(This column, which originally appeared in Global SMT & Packaging magazine 6.1 (Jan 2006), is also available as a free PDF.) 

Over the last couple of weeks, I have been inundated with items relating to voids in solder joints[1-4]. In the first article, in the September issue of GSMT&P, Dongkai Shangguan of Flextronics discusses some of the processes and mechanisms active in the formation of voids in solder joints. In the second reference, NPL in the UK announces that voids in solder joints have no effect on either the fatigue reliability or the shear strength of solder joints deliberately produced with voids. In the third, Jack Crawford of the IPC relates the ‘heated’ committee discussion on the level of voiding to be allowed in IPC specifications, during an IPC TechNet Forum discussion on voids. And lastly, an article in Assembly on micro-voids , by Donald Cullen of MacDermid, states that “…all solder voids…are troublesome when they exist in sufficient number to reduce the cross-sectional area of the joint.”

The current IPC-610-D[5] specification allows a maximum of 25% voiding by area; IPC-7095[6] recommends for Class 3 product a maximum of 9% voids by area (=30% of solder ball diameter) in BGA solder joints and 20% voids by area (=45% of solder ball diameter) for Class 2 product.
In the NPL study involving seven different LF-solder pastes, no void level exceeding 15% in any PBGA solder joint could be produced despite efforts to produce higher void levels. (More details are available in reference 7.) These voids produced “…no adverse effect on reliability…[and] the shear strength, was…unaffected.”

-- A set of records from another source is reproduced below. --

use printplan_core::Point3;
use printplan_planner::{ExtrusionMove, OperationPtr, RecordingExporter, SearchOrder};
use proptest::prelude::*;

fn extrusion(x: i64, y: i64) -> OperationPtr {
    ExtrusionMove::new(Point3::new(x, y, 0), 400, 30.0).into()
}

fn positions(sequence: &OperationPtr) -> Vec<Point3> {
    sequence
        .operations()
        .iter()
        .filter_map(OperationPtr::position)
        .collect()
}

proptest! {
    #[test]
    fn append_moves_operation_between_sequences(count in 1usize..8, moved in 0usize..8) {
        let first = OperationPtr::closed_sequence();
        let second = OperationPtr::closed_sequence();
        let moves: Vec<OperationPtr> = (0..count).map(|i| extrusion(i as i64, 0)).collect();
        for operation in &moves {
            first.append_operation(operation).unwrap();
        }

        let operation = &moves[moved % count];
        second.append_operation(operation).unwrap();
        second.append_operation(operation).unwrap();

        prop_assert!(!first.operations().contains(operation));
        prop_assert_eq!(first.len(), count - 1);
        prop_assert_eq!(second.operations().iter().filter(|child| *child == operation).count(), 1);
        prop_assert_eq!(operation.parent(), Some(second.clone()));
    }

    #[test]
    fn reorder_is_a_rotation_ending_with_move(
        points in prop::collection::vec((-10_000i64..10_000, -10_000i64..10_000), 1..12),
        last in 0usize..12,
    ) {
        let sequence = OperationPtr::closed_sequence();
        let moves: Vec<OperationPtr> = points.iter().map(|&(x, y)| extrusion(x, y)).collect();
        for operation in &moves {
            sequence.append_operation(operation).unwrap();
        }

        let last = last % moves.len();
        sequence.reorder_to_end_with(&moves[last]).unwrap();

        let reordered = sequence.operations();
        prop_assert_eq!(reordered.last(), Some(&moves[last]));
        let offset = (last + 1) % moves.len();
        for (index, operation) in reordered.iter().enumerate() {
            prop_assert_eq!(operation, &moves[(index + offset) % moves.len()]);
        }
        prop_assert_eq!(sequence.find_start_position(), moves[last].position());
    }

    #[test]
    fn reverse_swaps_start_and_targets(
        start in (-10_000i64..10_000, -10_000i64..10_000),
        points in prop::collection::vec((-10_000i64..10_000, -10_000i64..10_000), 1..12),
    ) {
        let start = Point3::new(start.0, start.1, 0);
        let sequence = OperationPtr::open_sequence(start);
        for &(x, y) in &points {
            sequence.append_operation(&extrusion(x, y)).unwrap();
        }

        sequence.reverse().unwrap();

        let targets: Vec<Point3> = points.iter().map(|&(x, y)| Point3::new(x, y, 0)).collect();
        let mut expected: Vec<Point3> = targets[..targets.len() - 1].iter().rev().copied().collect();
        expected.push(start);

        prop_assert_eq!(sequence.find_start_position(), targets.last().copied());
        prop_assert_eq!(positions(&sequence), expected);
        prop_assert_eq!(sequence.find_end_position(), Some(start));
    }
}

#[test]
fn reverse_swaps_line_widths() {
    let sequence = OperationPtr::open_sequence(Point3::ORIGIN);
    let tapered = ExtrusionMove::new(Point3::new(100, 0, 0), 400, 30.0).with_line_widths(300, 500);
    sequence.append_operation(&tapered.into()).unwrap();

    sequence.reverse().unwrap();

    let reversed = sequence.operations()[0].extrusion().unwrap();
    assert_eq!((reversed.line_width_start, reversed.line_width_end), (500, 300));
    assert_eq!(reversed.position, Point3::ORIGIN);
}

#[test]
fn search_respects_depth_and_order() {
    let plan = OperationPtr::extruder_plan(0);
    let sequence = OperationPtr::closed_sequence();
    plan.append_operation(&sequence).unwrap();
    let nested = extrusion(1, 1);
    sequence.append_operation(&nested).unwrap();
    sequence.append_operation(&extrusion(2, 2)).unwrap();

    let is_move = |operation: &OperationPtr| operation.is_extrusion_move();
    assert!(plan.find_operation(&is_move, SearchOrder::Forward, Some(0)).is_none());
    assert_eq!(plan.find_operation(&is_move, SearchOrder::Forward, Some(1)), Some(nested.clone()));
    assert_eq!(
        plan.find_operation(&is_move, SearchOrder::Backward, None).and_then(|op| op.position()),
        Some(Point3::new(2, 2, 0))
    );
    assert_eq!(plan.find_operations(&is_move, SearchOrder::Forward, None).len(), 2);
    assert_eq!(nested.find_parent(OperationPtr::is_extruder_plan), Some(plan));
}

#[test]
fn write_emits_in_tree_order() {
    let layer = OperationPtr::layer_plan(2, 600);
    let plan = OperationPtr::extruder_plan_with_temperature(1, 210.0, true);
    layer.append_operation(&plan).unwrap();
    let loop_ = OperationPtr::closed_sequence();
    plan.append_operation(&loop_).unwrap();
    for (x, y) in [(0, 0), (10, 0), (10, 10)] {
        loop_.append_operation(&extrusion(x, y)).unwrap();
    }

    let mut exporter = RecordingExporter::new();
    layer.write(&mut exporter);

    let json = exporter.to_json().unwrap();
    assert!(json.contains("\"type\": \"layer_start\""));
    assert!(json.contains("\"type\": \"temperature\""));
    assert_eq!(exporter.instructions().len(), 5);
    assert_eq!(
        exporter.positions(),
        vec![Point3::new(0, 0, 0), Point3::new(10, 0, 0), Point3::new(10, 10, 0)]
    );
}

Voids have been of significant interest for some time—in my opinion, however, they have received more attention than they deserve. As is stated in IPC-7095[6], “There is no evidence or empirical data that indicates that voids within the ball will cause failure.” This corresponds completely with my experience. Thus, the question arises: “Why all this attention?” One reason might be that voids are easily seen in non-destructive x-ray examinations (Figure 1). So, now you have this information, obtained with a rather expensive piece of equipment, and the question arises: what do you do with it?

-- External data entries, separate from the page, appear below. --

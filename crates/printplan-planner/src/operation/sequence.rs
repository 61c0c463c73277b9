//! Sequence variants of the operation tree

use std::sync::Arc;

use printplan_core::{Coord, Point3, PrintFeatureType};
use printplan_settings::MeshSettings;

use super::OperationPtr;
use crate::travel::SpeedDerivatives;

/// Geometry shared by every move sequence of one feature
#[derive(Debug, Clone)]
pub struct FeatureExtrusionInfo {
    pub feature_type: PrintFeatureType,
    /// Nominal line width
    pub line_width: Coord,
    /// Mesh the feature belongs to; compare with `Arc::ptr_eq`
    pub mesh: Option<Arc<MeshSettings>>,
    /// Wall number counted from the outside, for wall features
    pub inset_index: Option<usize>,
}

impl FeatureExtrusionInfo {
    pub fn new(feature_type: PrintFeatureType, line_width: Coord) -> Self {
        Self {
            feature_type,
            line_width,
            mesh: None,
            inset_index: None,
        }
    }

    pub fn with_mesh(mut self, mesh: Arc<MeshSettings>) -> Self {
        self.mesh = Some(mesh);
        self
    }

    pub fn with_inset_index(mut self, inset_index: usize) -> Self {
        self.inset_index = Some(inset_index);
        self
    }

    /// Whether both features belong to the same mesh instance
    pub fn same_mesh(&self, other: &FeatureExtrusionInfo) -> bool {
        match (&self.mesh, &other.mesh) {
            (Some(mine), Some(theirs)) => Arc::ptr_eq(mine, theirs),
            _ => false,
        }
    }
}

/// What a sequence node represents
#[derive(Debug, Clone)]
pub enum SequenceKind {
    /// One unbroken bead; open sequences start at `start_position`
    ContinuousMoves {
        closed: bool,
        start_position: Option<Point3>,
    },
    /// Non-extruding moves
    TravelRoute {
        feature_type: PrintFeatureType,
        speed: SpeedDerivatives,
    },
    FeatureExtrusion(FeatureExtrusionInfo),
    /// Everything one extruder prints on a layer
    ExtruderPlan {
        extruder_nr: usize,
        temperature: Option<f64>,
        wait: bool,
    },
    LayerChange {
        layer_index: i64,
    },
    LayerPlan {
        layer_index: i64,
        z: Coord,
    },
    PrintPlan,
}

impl SequenceKind {
    pub fn name(&self) -> &'static str {
        match self {
            Self::ContinuousMoves { .. } => "continuous move sequence",
            Self::TravelRoute { .. } => "travel route",
            Self::FeatureExtrusion(_) => "feature extrusion",
            Self::ExtruderPlan { .. } => "extruder plan",
            Self::LayerChange { .. } => "layer change",
            Self::LayerPlan { .. } => "layer plan",
            Self::PrintPlan => "print plan",
        }
    }
}

/// An ordered list of child operations; insertion order is print order
#[derive(Debug, Clone)]
pub struct OperationSequence {
    pub kind: SequenceKind,
    pub(crate) operations: Vec<OperationPtr>,
}

impl OperationSequence {
    pub fn new(kind: SequenceKind) -> Self {
        Self {
            kind,
            operations: Vec::new(),
        }
    }

    pub fn operations(&self) -> &[OperationPtr] {
        &self.operations
    }

    pub fn is_empty(&self) -> bool {
        self.operations.is_empty()
    }

    pub fn contains(&self, operation: &OperationPtr) -> bool {
        self.operations.contains(operation)
    }
}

Figure 1:    X-ray image of voids in BGA solder joints. [Source: IPC-7095A, Ref.6].

Let’s first define the main categories of voids. The main differentiation is by size, into macro- and micro-voids, and then by their source or mechanism of creation: inclusion and shrinkage voids for the macro-void category, and Kirkendall and ‘Champagne’ voids for the micro-sized ones. The two types of macro-voids are illustrated in Figures 2 and 3. The voids formed by the inclusion of volatiles, perhaps from flux, have a typical, relatively spherical, smooth-walled appearance, as shown in Figure 2, whereas shrinkage voids, which form in areas in solder joint interiors that solidify last and where the available solder volume is smaller than the geometric volume that needs to be filled. They are characterized by an irregular ‘crystalline-like’ appearance, as shown in Figure 3.

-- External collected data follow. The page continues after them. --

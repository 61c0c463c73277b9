//! Line and segment intersection helpers

use super::{Coord, Point2};

/// X coordinate where the infinite line through `a` and `b` crosses `y`
///
/// Returns `None` for horizontal lines, which either never cross or lie on `y`.
pub fn line_horizontal_line_intersection(a: Point2, b: Point2, y: Coord) -> Option<Coord> {
    let dy = b.y - a.y;
    if dy == 0 {
        return None;
    }
    let dx = (b.x - a.x) as f64;
    Some(a.x + ((y - a.y) as f64 * dx / dy as f64).round() as Coord)
}

/// Intersection parameters of segments `[p1, p2]` and `[p3, p4]`
///
/// Returns `(t, u)` such that the intersection is `lerp(p1, p2, t)` and
/// `lerp(p3, p4, u)`, or `None` when the segments are parallel or do not meet.
pub fn segment_segment_intersection(
    p1: Point2,
    p2: Point2,
    p3: Point2,
    p4: Point2,
) -> Option<(f64, f64)> {
    let r = p2 - p1;
    let s = p4 - p3;
    let denominator = r.cross(s) as f64;
    if denominator == 0.0 {
        return None;
    }

    let q = p3 - p1;
    let t = q.cross(s) as f64 / denominator;
    let u = q.cross(r) as f64 / denominator;
    if (0.0..=1.0).contains(&t) && (0.0..=1.0).contains(&u) {
        Some((t, u))
    } else {
        None
    }
}

/// Linear interpolation between two points, rounded to the nearest unit
pub fn lerp(a: Point2, b: Point2, t: f64) -> Point2 {
    Point2::new(
        a.x + ((b.x - a.x) as f64 * t).round() as Coord,
        a.y + ((b.y - a.y) as f64 * t).round() as Coord,
    )
}

/// Angle at `b` from `ba` to `bc`, measured counter-clockwise, in `[0, 2π)`
///
/// Collinear points give 0 when `a` and `c` lie on the same side of `b` and π otherwise.
pub fn angle_left(a: Point2, b: Point2, c: Point2) -> f64 {
    let ba = a - b;
    let bc = c - b;
    let det = ba.cross(bc);
    if det == 0 {
        let same_side = if ba.x != 0 {
            (ba.x > 0) == (bc.x > 0)
        } else {
            (ba.y > 0) == (bc.y > 0)
        };
        return if same_side { 0.0 } else { std::f64::consts::PI };
    }

    let angle = -(det as f64).atan2(ba.dot(bc) as f64);
    if angle >= 0.0 {
        angle
    } else {
        std::f64::consts::TAU + angle
    }
}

Figure 2:    Macro-voids formed by the inclusion of volatiles.
[Source: Werner Engelmaier, Bell Telephone Laboratories, USA].

Figure 3:    Macro-voids formed by the shrinkage of liquid solder on cooling and solidification.
[Source: Werner Engelmaier, Bell Telephone Laboratories, USA].

Figure 4:    Kirkendall voids formed in a SAC lead-free solder joint at the copper
pad/intermetallic layer interface. [Source: Tz-Cheng Chiu et. al., TI, USA, Ref. 9].

Kirkendall voids have been observed in the laboratory for both SnPb and LF-solder; however, there is no documented evidence of a field failure due to Kirkendall voids in the whole history of surface mount technology.

‘Champagne’ voids are formed at or near the interface of the solder joint and the soldering metallization, typically of the PCB. They can form due to reflow soldering temperatures being too low to facilitate their escape. In other instances they occur because metallization layers, like immersion Ag, are too thick; however, efforts to produce ‘champagne’ voids required a ‘Perfect Storm’ of a combination of parameters in extremis[4]. Figure 5 shows ‘Champagne’ voiding in a lead-free solder joint.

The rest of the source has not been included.